▶ _Work order_: Copy all records verbatim.

▶ _Data for review_:
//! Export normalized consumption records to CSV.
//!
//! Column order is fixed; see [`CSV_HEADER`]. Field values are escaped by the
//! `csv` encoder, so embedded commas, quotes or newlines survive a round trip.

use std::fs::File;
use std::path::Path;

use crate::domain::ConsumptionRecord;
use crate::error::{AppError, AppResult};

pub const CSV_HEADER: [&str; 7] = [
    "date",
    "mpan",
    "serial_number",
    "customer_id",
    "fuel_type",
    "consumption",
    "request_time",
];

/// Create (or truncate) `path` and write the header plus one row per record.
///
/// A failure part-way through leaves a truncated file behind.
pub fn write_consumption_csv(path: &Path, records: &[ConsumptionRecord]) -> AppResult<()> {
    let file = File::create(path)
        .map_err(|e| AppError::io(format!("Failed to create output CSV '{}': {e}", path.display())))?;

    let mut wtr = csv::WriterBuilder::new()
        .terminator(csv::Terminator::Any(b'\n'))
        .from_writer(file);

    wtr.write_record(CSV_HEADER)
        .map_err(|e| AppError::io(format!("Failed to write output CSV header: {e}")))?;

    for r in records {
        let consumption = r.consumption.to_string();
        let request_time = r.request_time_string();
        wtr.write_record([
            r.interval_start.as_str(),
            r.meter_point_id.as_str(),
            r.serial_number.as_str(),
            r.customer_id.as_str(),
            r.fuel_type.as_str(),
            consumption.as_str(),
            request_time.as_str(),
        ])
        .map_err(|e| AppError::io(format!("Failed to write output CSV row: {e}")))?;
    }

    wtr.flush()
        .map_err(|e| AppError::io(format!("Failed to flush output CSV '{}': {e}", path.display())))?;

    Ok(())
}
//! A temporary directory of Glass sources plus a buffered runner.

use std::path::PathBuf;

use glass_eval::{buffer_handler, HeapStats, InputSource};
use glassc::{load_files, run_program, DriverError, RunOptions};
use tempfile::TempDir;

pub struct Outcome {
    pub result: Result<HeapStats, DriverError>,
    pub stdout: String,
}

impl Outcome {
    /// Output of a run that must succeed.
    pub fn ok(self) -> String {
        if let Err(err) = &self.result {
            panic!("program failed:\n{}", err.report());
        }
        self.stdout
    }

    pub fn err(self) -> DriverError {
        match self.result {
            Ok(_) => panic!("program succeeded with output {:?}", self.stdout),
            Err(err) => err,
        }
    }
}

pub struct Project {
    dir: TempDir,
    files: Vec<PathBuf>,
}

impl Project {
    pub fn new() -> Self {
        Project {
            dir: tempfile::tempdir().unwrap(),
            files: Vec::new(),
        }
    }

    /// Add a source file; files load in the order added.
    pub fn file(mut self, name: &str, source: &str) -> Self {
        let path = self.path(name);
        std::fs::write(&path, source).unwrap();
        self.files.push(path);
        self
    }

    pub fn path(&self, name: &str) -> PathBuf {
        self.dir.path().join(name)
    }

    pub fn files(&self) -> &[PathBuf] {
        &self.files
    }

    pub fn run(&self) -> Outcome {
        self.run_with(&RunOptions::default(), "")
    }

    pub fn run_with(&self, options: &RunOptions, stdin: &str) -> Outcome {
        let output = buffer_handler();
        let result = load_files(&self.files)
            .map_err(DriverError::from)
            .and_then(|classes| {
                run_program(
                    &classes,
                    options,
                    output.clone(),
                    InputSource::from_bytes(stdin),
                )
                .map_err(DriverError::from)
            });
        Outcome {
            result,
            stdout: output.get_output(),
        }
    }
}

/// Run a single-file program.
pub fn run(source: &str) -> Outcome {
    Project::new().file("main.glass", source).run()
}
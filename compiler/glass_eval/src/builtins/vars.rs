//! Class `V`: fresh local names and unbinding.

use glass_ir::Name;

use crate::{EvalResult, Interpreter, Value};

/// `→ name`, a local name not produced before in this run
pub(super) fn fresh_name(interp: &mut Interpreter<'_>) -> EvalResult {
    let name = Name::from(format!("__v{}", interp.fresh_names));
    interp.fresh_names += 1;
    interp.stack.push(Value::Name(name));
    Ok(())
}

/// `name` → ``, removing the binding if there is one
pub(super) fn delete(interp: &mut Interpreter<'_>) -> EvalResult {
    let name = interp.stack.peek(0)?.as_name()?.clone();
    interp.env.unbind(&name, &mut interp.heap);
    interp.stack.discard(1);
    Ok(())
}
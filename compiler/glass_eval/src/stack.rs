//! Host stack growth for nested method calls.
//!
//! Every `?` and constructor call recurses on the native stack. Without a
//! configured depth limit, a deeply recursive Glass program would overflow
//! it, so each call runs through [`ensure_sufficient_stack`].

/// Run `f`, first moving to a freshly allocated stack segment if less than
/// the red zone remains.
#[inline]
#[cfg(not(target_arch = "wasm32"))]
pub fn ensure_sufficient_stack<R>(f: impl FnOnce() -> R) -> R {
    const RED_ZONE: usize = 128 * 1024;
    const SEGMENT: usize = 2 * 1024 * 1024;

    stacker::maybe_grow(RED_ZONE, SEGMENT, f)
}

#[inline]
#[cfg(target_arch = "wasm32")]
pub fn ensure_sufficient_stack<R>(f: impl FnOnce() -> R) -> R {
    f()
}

▶ _Result for this task_:
//! Export normalized consumption records to CSV.
//!
//! Column order is fixed; see [`CSV_HEADER`]. Field values are escaped by the
//! `csv` encoder, so embedded commas, quotes or newlines survive a round trip.

use std::fs::File;
use std::path::Path;

use crate::domain::ConsumptionRecord;
use crate::error::{AppError, AppResult};

pub const CSV_HEADER: [&str; 7] = [
    "date",
    "mpan",
    "serial_number",
    "customer_id",
    "fuel_type",
    "consumption",
    "request_time",
];

/// Create (or truncate) `path` and write the header plus one row per record.
///
/// A failure part-way through leaves a truncated file behind.
pub fn write_consumption_csv(path: &Path, records: &[ConsumptionRecord]) -> AppResult<()> {
    let file = File::create(path)
        .map_err(|e| AppError::io(format!("Failed to create output CSV '{}': {e}", path.display())))?;

    let mut wtr = csv::WriterBuilder::new()
        .terminator(csv::Terminator::Any(b'\n'))
        .from_writer(file);

    wtr.write_record(CSV_HEADER)
        .map_err(|e| AppError::io(format!("Failed to write output CSV header: {e}")))?;

    for r in records {
        let consumption = r.consumption.to_string();
        let request_time = r.request_time_string();
        wtr.write_record([
            r.interval_start.as_str(),
            r.meter_point_id.as_str(),
            r.serial_number.as_str(),
            r.customer_id.as_str(),
            r.fuel_type.as_str(),
            consumption.as_str(),
            request_time.as_str(),
        ])
        .map_err(|e| AppError::io(format!("Failed to write output CSV row: {e}")))?;
    }

    wtr.flush()
        .map_err(|e| AppError::io(format!("Failed to flush output CSV '{}': {e}", path.display())))?;

    Ok(())
}
//! A temporary directory of Glass sources plus a buffered runner.

use std::path::PathBuf;

use glass_eval::{buffer_handler, HeapStats, InputSource};
use glassc::{load_files, run_program, DriverError, RunOptions};
use tempfile::TempDir;

pub struct Outcome {
    pub result: Result<HeapStats, DriverError>,
    pub stdout: String,
}

impl Outcome {
    /// Output of a run that must succeed.
    pub fn ok(self) -> String {
        if let Err(err) = &self.result {
            panic!("program failed:\n{}", err.report());
        }
        self.stdout
    }

    pub fn err(self) -> DriverError {
        match self.result {
            Ok(_) => panic!("program succeeded with output {:?}", self.stdout),
            Err(err) => err,
        }
    }
}

pub struct Project {
    dir: TempDir,
    files: Vec<PathBuf>,
}

impl Project {
    pub fn new() -> Self {
        Project {
            dir: tempfile::tempdir().unwrap(),
            files: Vec::new(),
        }
    }

    /// Add a source file; files load in the order added.
    pub fn file(mut self, name: &str, source: &str) -> Self {
        let path = self.path(name);
        std::fs::write(&path, source).unwrap();
        self.files.push(path);
        self
    }

    pub fn path(&self, name: &str) -> PathBuf {
        self.dir.path().join(name)
    }

    pub fn files(&self) -> &[PathBuf] {
        &self.files
    }

    pub fn run(&self) -> Outcome {
        self.run_with(&RunOptions::default(), "")
    }

    pub fn run_with(&self, options: &RunOptions, stdin: &str) -> Outcome {
        let output = buffer_handler();
        let result = load_files(&self.files)
            .map_err(DriverError::from)
            .and_then(|classes| {
                run_program(
                    &classes,
                    options,
                    output.clone(),
                    InputSource::from_bytes(stdin),
                )
                .map_err(DriverError::from)
            });
        Outcome {
            result,
            stdout: output.get_output(),
        }
    }
}

/// Run a single-file program.
pub fn run(source: &str) -> Outcome {
    Project::new().file("main.glass", source).run()
}
filename compiler/glass_eval/src/builtins/vars.rs
//! Class `V`: fresh local names and unbinding.

use glass_ir::Name;

use crate::{EvalResult, Interpreter, Value};

/// `→ name`, a local name not produced before in this run
pub(super) fn fresh_name(interp: &mut Interpreter<'_>) -> EvalResult {
    let name = Name::from(format!("__v{}", interp.fresh_names));
    interp.fresh_names += 1;
    interp.stack.push(Value::Name(name));
    Ok(())
}

/// `name` → ``, removing the binding if there is one
pub(super) fn delete(interp: &mut Interpreter<'_>) -> EvalResult {
    let name = interp.stack.peek(0)?.as_name()?.clone();
    interp.env.unbind(&name, &mut interp.heap);
    interp.stack.discard(1);
    Ok(())
}
filename compiler/glass_eval/src/stack.rs
//! Host stack growth for nested method calls.
//!
//! Every `?` and constructor call recurses on the native stack. Without a
//! configured depth limit, a deeply recursive Glass program would overflow
//! it, so each call runs through [`ensure_sufficient_stack`].

/// Run `f`, first moving to a freshly allocated stack segment if less than
/// the red zone remains.
#[inline]
#[cfg(not(target_arch = "wasm32"))]
pub fn ensure_sufficient_stack<R>(f: impl FnOnce() -> R) -> R {
    const RED_ZONE: usize = 128 * 1024;
    const SEGMENT: usize = 2 * 1024 * 1024;

    stacker::maybe_grow(RED_ZONE, SEGMENT, f)
}

#[inline]
#[cfg(target_arch = "wasm32")]
pub fn ensure_sufficient_stack<R>(f: impl FnOnce() -> R) -> R {
    f()
}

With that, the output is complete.